Louisville Metro Continues to Add Jobs
The Louisville metro economy (including Indiana's Clark, Floyd, Harrison and Washington counties) continues to add payroll jobs at a relatively healthy pace, adding 15,000 jobs from January 2006 to 2007. This 2.5 percent increase is impressive, especially compared to the 16-year average of 1.3 percent during that time frame.
The strength of the local economy can also be seen in the change from December to January total payrolls. The average decrease in employment from December to January was 2.8 percent, while this past year's decline was only 1.9 percent (note: data in this article are not seasonally adjusted).
A small caution, however, rests with the January to February 2007 numbers, with employment growth from January to February of this year slightly negative compared to the 16-year average of 0.35 percent.

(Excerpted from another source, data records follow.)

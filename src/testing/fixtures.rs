//! Pre-built test data

use crate::models::Platform;
use crate::providers::telegram::payload_signature;
use crate::providers::{ExchangedTokens, ProviderProfile, TokenPayload, WidgetPayload};
use crate::settings::{
    ApplicationSettings, AuthflowSettings, ProviderSettings, RetrySettings,
};
use chrono::Utc;

pub const TEST_BOT_TOKEN: &str = "123456:TEST-BOT-TOKEN";

/// Settings with all four providers configured and aggressive timings so
/// paused-clock tests finish fast
#[must_use]
pub fn test_settings() -> AuthflowSettings {
    let mut settings = AuthflowSettings {
        application: ApplicationSettings {
            redirect_base_url: "https://app.example.com".to_string(),
            login_timeout_secs: 5,
        },
        retry: RetrySettings {
            max_retries: 0,
            base_delay_ms: 10,
            max_delay_ms: 50,
            ..RetrySettings::default()
        },
        ..AuthflowSettings::default()
    };
    settings.providers = vec![
        ProviderSettings {
            name: "google".to_string(),
            scopes: vec!["openid".to_string(), "email".to_string()],
            client_id: Some("google-client".to_string()),
            ..ProviderSettings::default()
        },
        ProviderSettings {
            name: "kakao".to_string(),
            client_id: Some("kakao-client".to_string()),
            client_secret: Some("kakao-secret".to_string()),
            ..ProviderSettings::default()
        },
        ProviderSettings {
            name: "line".to_string(),
            scopes: vec!["profile".to_string(), "openid".to_string()],
            client_id: Some("line-channel".to_string()),
            client_secret: Some("line-secret".to_string()),
            ..ProviderSettings::default()
        },
        ProviderSettings {
            name: "telegram".to_string(),
            bot_token: Some(TEST_BOT_TOKEN.to_string()),
            ..ProviderSettings::default()
        },
    ];
    settings
}

#[must_use]
pub fn profile_for(platform: Platform) -> ProviderProfile {
    ProviderProfile {
        id: format!("{platform}-user-1"),
        email: Some(format!("user@{platform}.example")),
        name: Some("Test User".to_string()),
        picture: None,
    }
}

#[must_use]
pub fn token_payload(access_token: &str) -> TokenPayload {
    TokenPayload {
        access_token: access_token.to_string(),
        expires_in: Some(3600),
    }
}

#[must_use]
pub fn exchanged_tokens(access_token: &str) -> ExchangedTokens {
    ExchangedTokens {
        access_token: access_token.to_string(),
        refresh_token: Some("refresh-1".to_string()),
        id_token: Some("id-token-1".to_string()),
        expires_in: Some(3600),
    }
}

/// Widget payload with a valid signature for [`TEST_BOT_TOKEN`]
#[must_use]
pub fn signed_widget_payload(id: i64) -> WidgetPayload {
    let mut payload = WidgetPayload {
        id,
        first_name: Some("Test".to_string()),
        last_name: None,
        username: Some("testuser".to_string()),
        photo_url: None,
        auth_date: Utc::now().timestamp(),
        hash: None,
    };
    payload.hash = Some(payload_signature(&payload, TEST_BOT_TOKEN));
    payload
}

/// Same payload with the signature stripped, as a forged widget would send
#[must_use]
pub fn unsigned_widget_payload(id: i64) -> WidgetPayload {
    let mut payload = signed_widget_payload(id);
    payload.hash = None;
    payload
}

Despite overall healthy job growth in the Louisville metro, the housing slump has negatively impacted employment in the construction and retail sectors.

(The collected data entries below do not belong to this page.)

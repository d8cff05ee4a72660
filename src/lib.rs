pub mod app;
pub mod color;
pub mod config;
pub mod data;
pub mod error;
pub mod state;
pub mod ui;
pub mod view;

In the natural resources, mining and construction supersector, 800 jobs were lost from January 2006 to 2007. Meanwhile, February numbers show a continued decline of about 1,800 jobs (see Figure 1). The typical increase in employment for that supersector from January to January is about 2.1 percent, but this past year showed a 2.5 percent decline (see Figure 2).
Figure 1: Louisville Metro Payroll Employment, February 2006 to 2007
Figure 2: Percent Change in Payroll Employment in the Louisville Metro, 2006 to 2007
Retail sector jobs decreased compared to natural resources, mining and construction. The average year-to-year change in retail employment for the first two months of the year is almost flat, but this past year we observed declines of approximately 1 percent. Similar declines were observed in 2001, the last recorded recession.

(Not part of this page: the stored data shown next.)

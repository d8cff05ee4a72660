use eframe::egui::{self, Color32, RichText, Ui};
use egui_extras::{Column, TableBuilder};
use egui_plot::{Bar, BarChart, GridMark, Legend, Line, Plot, PlotPoint, PlotPoints, Points};

use crate::color::{ColorMap, ContinuousScale, categorical, diverging};
use crate::data::stats::CorrelationMatrix;
use crate::view::{
    AxisKind, Block, ChartSpec, Notice, Section, Series, SeriesColor, SeriesStyle, Severity,
    TableView, time_from_x,
};

const CHART_HEIGHT: f32 = 320.0;
/// Colour bins used to approximate a continuous marker colour scale.
const SCALE_STEPS: usize = 12;

// ---------------------------------------------------------------------------
// Sections
// ---------------------------------------------------------------------------

/// Render a section heading followed by its blocks.
pub fn section(ui: &mut Ui, section: &Section, colors: Option<&ColorMap>) {
    ui.heading(&section.title);
    for (i, block) in section.blocks.iter().enumerate() {
        ui.push_id((&section.title, i), |ui: &mut Ui| {
            block_ui(ui, block, colors);
        });
    }
    ui.add_space(8.0);
}

pub fn block_ui(ui: &mut Ui, block: &Block, colors: Option<&ColorMap>) {
    match block {
        Block::Notice(n) => notice(ui, n),
        Block::Table(t) => table(ui, t),
        Block::Chart(c) => chart(ui, c, CHART_HEIGHT, colors),
        Block::Tracks(tracks) => {
            ui.columns(tracks.len().max(1), |columns: &mut [Ui]| {
                for (col, spec) in columns.iter_mut().zip(tracks) {
                    col.label(RichText::new(&spec.title).strong());
                    chart(col, spec, CHART_HEIGHT * 1.5, colors);
                }
            });
        }
        Block::Heatmap(m) => heatmap(ui, m),
        Block::Metrics(items) => {
            egui::Grid::new("metrics").num_columns(2).show(ui, |ui: &mut Ui| {
                for (label, value) in items {
                    ui.strong(label);
                    ui.label(value);
                    ui.end_row();
                }
            });
        }
    }
}

pub fn notice(ui: &mut Ui, notice: &Notice) {
    let color = match notice.severity {
        Severity::Info => Color32::LIGHT_BLUE,
        Severity::Warning => Color32::from_rgb(230, 160, 20),
        Severity::Error => Color32::RED,
    };
    ui.label(RichText::new(&notice.message).color(color));
}

// ---------------------------------------------------------------------------
// Tables
// ---------------------------------------------------------------------------

pub fn table(ui: &mut Ui, view: &TableView) {
    egui::ScrollArea::horizontal().show(ui, |ui: &mut Ui| {
        TableBuilder::new(ui)
            .striped(true)
            .vscroll(false)
            .columns(Column::auto().at_least(60.0), view.columns.len())
            .header(20.0, |mut header| {
                for name in &view.columns {
                    header.col(|ui: &mut Ui| {
                        ui.strong(name);
                    });
                }
            })
            .body(|mut body| {
                for row in &view.rows {
                    body.row(18.0, |mut cells| {
                        for cell in row {
                            cells.col(|ui: &mut Ui| {
                                ui.label(cell);
                            });
                        }
                    });
                }
            });
    });
}

/// Correlation matrix as a grid of coloured cells.
pub fn heatmap(ui: &mut Ui, matrix: &CorrelationMatrix) {
    egui::Grid::new("correlation").spacing([2.0, 2.0]).show(ui, |ui: &mut Ui| {
        ui.label("");
        for name in &matrix.columns {
            ui.strong(name);
        }
        ui.end_row();
        for (name, row) in matrix.columns.iter().zip(&matrix.values) {
            ui.strong(name);
            for &r in row {
                let text = if r.is_nan() { "NaN".to_string() } else { format!("{r:.2}") };
                let fg = if r.abs() > 0.6 { Color32::WHITE } else { Color32::BLACK };
                ui.label(RichText::new(text).monospace().color(fg).background_color(diverging(r)));
            }
            ui.end_row();
        }
    });
}

// ---------------------------------------------------------------------------
// Charts
// ---------------------------------------------------------------------------

/// Depth axes are drawn by negating y, so depth grows downward.
fn screen_y(spec: &ChartSpec, y: f64) -> f64 {
    if spec.y.inverted() {
        -y
    } else {
        y
    }
}

fn axis_text(kind: AxisKind, categories: &[String], value: f64) -> String {
    match kind {
        AxisKind::Linear => format!("{value}"),
        AxisKind::Depth => format!("{}", value.abs()),
        AxisKind::Time => time_from_x(value)
            .map(|t| t.format("%Y-%m-%d").to_string())
            .unwrap_or_default(),
        AxisKind::Category => {
            if value.fract() == 0.0 && value >= 0.0 {
                categories.get(value as usize).cloned().unwrap_or_default()
            } else {
                String::new()
            }
        }
    }
}

pub fn chart(ui: &mut Ui, spec: &ChartSpec, height: f32, colors: Option<&ColorMap>) {
    // Linked tracks get their titles from the track header.
    if spec.link_group.is_none() {
        ui.label(RichText::new(&spec.title).strong());
    }
    let (x_kind, x_categories) = (spec.x.kind, spec.x.categories.clone());
    let (y_kind, y_categories) = (spec.y.kind, spec.y.categories.clone());
    let (x_label, y_label) = (spec.x.label.clone(), spec.y.label.clone());

    let mut plot = Plot::new(&spec.id)
        .height(height)
        .legend(Legend::default())
        .x_axis_label(spec.x.label.as_str())
        .y_axis_label(spec.y.label.as_str())
        .x_axis_formatter(move |mark: GridMark, _range| {
            axis_text(x_kind, &x_categories, mark.value)
        })
        .y_axis_formatter(move |mark: GridMark, _range| {
            axis_text(y_kind, &y_categories, mark.value)
        })
        .label_formatter(move |name: &str, point: &PlotPoint| {
            let x = axis_text(x_kind, &[], point.x);
            let y = if y_kind == AxisKind::Depth { -point.y } else { point.y };
            let head = if name.is_empty() { String::new() } else { format!("{name}\n") };
            format!("{head}{x_label}: {x}\n{y_label}: {y:.2}")
        })
        .allow_boxed_zoom(true)
        .allow_drag(true)
        .allow_scroll(true)
        .allow_zoom(true);
    if let Some(group) = &spec.link_group {
        plot = plot.link_axis(egui::Id::new(group), [false, true]);
    }

    let n = spec.series.len();
    plot.show(ui, |plot_ui| {
        for (i, series) in spec.series.iter().enumerate() {
            let base = colors
                .filter(|_| n > 1)
                .map(|cm| cm.color_for(&crate::data::model::CellValue::Text(series.name.clone())))
                .filter(|c| *c != Color32::GRAY)
                .unwrap_or_else(|| categorical(i, n.max(1)));
            let points = |pts: &[[f64; 2]]| -> PlotPoints<'static> {
                pts.iter().map(|p| [p[0], screen_y(spec, p[1])]).collect()
            };
            match (&series.style, &series.color) {
                (SeriesStyle::Markers, SeriesColor::Scale { label, values }) => {
                    for layer in scale_layers(series, values) {
                        let mut markers = Points::new(points(&layer.1)).color(layer.0).radius(2.5);
                        if layer.2 {
                            markers = markers.name(format!("{} (colour: {label})", series.name));
                        }
                        plot_ui.points(markers);
                    }
                }
                (SeriesStyle::Markers, SeriesColor::Auto) => {
                    plot_ui.points(
                        Points::new(points(&series.points))
                            .name(&series.name)
                            .color(base)
                            .radius(2.5),
                    );
                }
                (SeriesStyle::Line, _) => {
                    plot_ui.line(
                        Line::new(points(&series.points))
                            .name(&series.name)
                            .color(base)
                            .width(1.5),
                    );
                }
                (SeriesStyle::Bars { width }, _) => {
                    let bars = series
                        .points
                        .iter()
                        .map(|p| Bar::new(p[0], screen_y(spec, p[1])).width(*width))
                        .collect();
                    plot_ui.bar_chart(BarChart::new(bars).name(&series.name).color(base));
                }
            }
        }
    });
}

/// Split coloured markers into a few same-colour layers. The bool marks the
/// layer that carries the legend entry.
fn scale_layers(series: &Series, values: &[f64]) -> Vec<(Color32, Vec<[f64; 2]>, bool)> {
    let Some(scale) = ContinuousScale::fit(values) else {
        return vec![(Color32::GRAY, series.points.clone(), true)];
    };
    let span = (scale.max - scale.min).max(f64::EPSILON);
    let mut layers: Vec<Vec<[f64; 2]>> = vec![Vec::new(); SCALE_STEPS + 1];
    for (p, v) in series.points.iter().zip(values) {
        let slot = if v.is_finite() {
            let step = ((v - scale.min) / span * (SCALE_STEPS - 1) as f64).round() as usize;
            step.min(SCALE_STEPS - 1)
        } else {
            SCALE_STEPS
        };
        layers[slot].push(*p);
    }
    let mut out: Vec<(Color32, Vec<[f64; 2]>, bool)> = layers
        .into_iter()
        .enumerate()
        .filter(|(_, pts)| !pts.is_empty())
        .map(|(slot, pts)| {
            let color = if slot == SCALE_STEPS {
                Color32::GRAY
            } else {
                scale.color_for(scale.min + span * slot as f64 / (SCALE_STEPS - 1) as f64)
            };
            (color, pts, false)
        })
        .collect();
    if let Some(first) = out.first_mut() {
        first.2 = true;
    }
    out
}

We are seeing very healthy gains in transportation and utilities. From January to January, the Louisville metro added approximately 4,300 jobs. This translates to an 11 percent gain in employment, compared to an historical average of 2.7 percent.
Despite slowdowns in construction and minor declines in retail employment, the Louisville metro economy continues to add jobs. Even manufacturing, a sector that typically sheds jobs from January to January, added almost 2,000 jobs, a 2.2 percent growth. This compares to an average 0.5 percent decrease for January to January manufacturing payroll activity.
Despite local job growth, some potentially troubling signs across the country could slow down the local economy. Declining consumer sentiment across the nation and declines in durable goods orders could have further adverse impacts on local retail, potentially erasing some of the gains in local manufacturing employment. Additionally, food and energy prices continue to surge, which could also dampen consumer spending and apply greater pressure on the retail sector.